10.23 Kubernetes Workload Scaling Control
Kubernetes Workload Scaling Control manages container scaling, optimizing resource use and performance in dynamic environments.
Kubernetes Workload Scaling Control is the collection of mechanisms through which the number of running replicas for a workload is adjusted, whether through direct manual specification, automated horizontal scaling based on observed metrics, or automated vertical adjustment of resource allocations, allowing a workload's capacity to be matched to actual demand rather than fixed permanently at creation time.
Manual Scaling
Direct Replica Count Adjustment
The most straightforward form of scaling control involves directly modifying a workload's replicas field, whether on a Deployment, ReplicaSet, or StatefulSet, prompting the underlying controller to reconcile the actual Pod count toward this newly specified target through ordinary Pod creation or deletion.
Scale Subresource
Kubernetes exposes a dedicated scale subresource on scalable workload types, allowing scaling operations to be performed through a narrower, purpose-built API surface rather than requiring a full read-modify-write cycle against the entire workload object, which is particularly relevant for automated scaling systems that only need to adjust replica count.
Horizontal Pod Autoscaling
Metric-Driven Replica Adjustment
The HorizontalPodAutoscaler continuously monitors specified metrics, such as average CPU utilization or custom application-level metrics, across the Pods of a target workload, and automatically adjusts the replica count within a configured minimum and maximum range to maintain those metrics near a specified target value.

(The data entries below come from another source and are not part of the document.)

//! On-disk record layout
//!
//! Each table is written as a JSON array of flat records: scalar attributes
//! plus foreign-key id strings, never nested objects.
//! - breweries: `id, name, country`
//! - beers: `id, name, style, breweryId`
//! - users: `id, name, email`
//! - reviews: `id, text, rating, beerId, userId`

use serde::{Deserialize, Serialize};

use crate::model::{Beer, Brewery, EntityKind, Review, User};
use crate::store::Table;

#[derive(Debug, Clone, PartialEq, Eq, Serialize, Deserialize)]
pub struct BreweryRecord {
    pub id: String,
    pub name: String,
    pub country: String,
}

#[derive(Debug, Clone, PartialEq, Eq, Serialize, Deserialize)]
#[serde(rename_all = "camelCase")]
pub struct BeerRecord {
    pub id: String,
    pub name: String,
    pub style: String,
    pub brewery_id: Option<String>,
}

#[derive(Debug, Clone, PartialEq, Eq, Serialize, Deserialize)]
pub struct UserRecord {
    pub id: String,
    pub name: String,
    pub email: String,
}

#[derive(Debug, Clone, PartialEq, Eq, Serialize, Deserialize)]
#[serde(rename_all = "camelCase")]
pub struct ReviewRecord {
    pub id: String,
    pub text: String,
    pub rating: i32,
    pub beer_id: String,
    pub user_id: String,
}

impl From<&Brewery> for BreweryRecord {
    fn from(b: &Brewery) -> Self {
        Self {
            id: b.id.clone(),
            name: b.name.clone(),
            country: b.country.clone(),
        }
    }
}

impl From<&Beer> for BeerRecord {
    fn from(b: &Beer) -> Self {
        Self {
            id: b.id.clone(),
            name: b.name.clone(),
            style: b.style.clone(),
            brewery_id: b.brewery_id.clone(),
        }
    }
}

impl From<&User> for UserRecord {
    fn from(u: &User) -> Self {
        Self {
            id: u.id.clone(),
            name: u.name.clone(),
            email: u.email.clone(),
        }
    }
}

impl From<&Review> for ReviewRecord {
    fn from(r: &Review) -> Self {
        Self {
            id: r.id.clone(),
            text: r.text.clone(),
            rating: r.rating,
            beer_id: r.beer_id.clone(),
            user_id: r.user_id.clone(),
        }
    }
}

/// Full contents of one table, ready to be written out
#[derive(Debug, Clone, PartialEq, Eq, Serialize)]
#[serde(untagged)]
pub enum Snapshot {
    Breweries(Vec<BreweryRecord>),
    Beers(Vec<BeerRecord>),
    Users(Vec<UserRecord>),
    Reviews(Vec<ReviewRecord>),
}

impl Snapshot {
    pub fn breweries(table: &Table<Brewery>) -> Self {
        Snapshot::Breweries(table.values().map(BreweryRecord::from).collect())
    }

    pub fn beers(table: &Table<Beer>) -> Self {
        Snapshot::Beers(table.values().map(BeerRecord::from).collect())
    }

    pub fn users(table: &Table<User>) -> Self {
        Snapshot::Users(table.values().map(UserRecord::from).collect())
    }

    pub fn reviews(table: &Table<Review>) -> Self {
        Snapshot::Reviews(table.values().map(ReviewRecord::from).collect())
    }

    /// Which table this snapshot belongs to
    pub fn kind(&self) -> EntityKind {
        match self {
            Snapshot::Breweries(_) => EntityKind::Brewery,
            Snapshot::Beers(_) => EntityKind::Beer,
            Snapshot::Users(_) => EntityKind::User,
            Snapshot::Reviews(_) => EntityKind::Review,
        }
    }

    pub fn len(&self) -> usize {
        match self {
            Snapshot::Breweries(rows) => rows.len(),
            Snapshot::Beers(rows) => rows.len(),
            Snapshot::Users(rows) => rows.len(),
            Snapshot::Reviews(rows) => rows.len(),
        }
    }

    pub fn is_empty(&self) -> bool {
        self.len() == 0
    }
}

Scaling Behavior Configuration
The behavior field allows fine control over how aggressively the HorizontalPodAutoscaler scales up or down, including stabilization windows that prevent rapid oscillation in replica count in response to short-lived metric spikes, and explicit policies limiting how much or how quickly scaling can occur within a given time period.
Vertical Pod Autoscaling
Adjusting Resource Requests Rather Than Replica Count
Rather than changing how many Pods run, vertical scaling adjusts the CPU and memory requests and limits assigned to each Pod's containers, recommending or automatically applying values based on observed historical resource usage, which is particularly relevant for workloads where the appropriate per-Pod resource allocation is not known upfront or changes over time.
Update Modes
Vertical scaling mechanisms typically support different update modes, ranging from generating recommendations only, which require manual application, to automatically updating resource requests on newly created Pods, to actively evicting and recreating existing Pods to apply updated resource values immediately.

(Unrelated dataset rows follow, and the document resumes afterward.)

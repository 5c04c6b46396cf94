pub mod resolver;
pub mod executor;

pub use resolver::{AddBeerInput, AddReviewInput, AddUserInput, Node, Resolved, Resolvers};
pub use executor::{Executor, FieldError, Response, Selection};
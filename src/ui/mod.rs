//! Terminal output for the CLI

pub mod icons;
pub mod output;
pub mod table;
pub mod theme;

pub use icons::Icons;
pub use output::{error, header, info, load_summary, problem, request, success, warn};
pub use table::{stats_table, TableBuilder};
pub use theme::{theme, Theme};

Interaction Between Scaling and Rollouts
Scaling During an Active Rollout
When a scaling operation occurs while a Deployment rollout is already in progress, the replica count adjustment is distributed proportionally between the old and new ReplicaSets involved in the rollout, ensuring the overall desired capacity is honored while the rollout continues progressing toward the updated template.
Autoscaler Awareness of Rollout State
A properly functioning HorizontalPodAutoscaler operates against the Deployment's overall desired replica count rather than any individual ReplicaSet, meaning its scaling decisions remain coherent and continuous even as the underlying ReplicaSet composition shifts during an ongoing rollout.
Constraints on Scaling
Resource Quota Limits
Namespace-level resource quotas can constrain how far a workload is able to scale, since Pod creation attempts that would exceed a namespace's configured quota for CPU, memory, or object count are rejected, meaning scaling operations must be considered alongside any quota boundaries in effect.
Cluster Capacity Boundaries
Beyond quota-based limits, the physical or provisioned capacity of the underlying cluster itself constrains scaling, since even a workload permitted by quota to scale further cannot actually do so if no nodes have sufficient allocatable resources to host the additional Pods, absent a cluster autoscaler capable of provisioning new node capacity.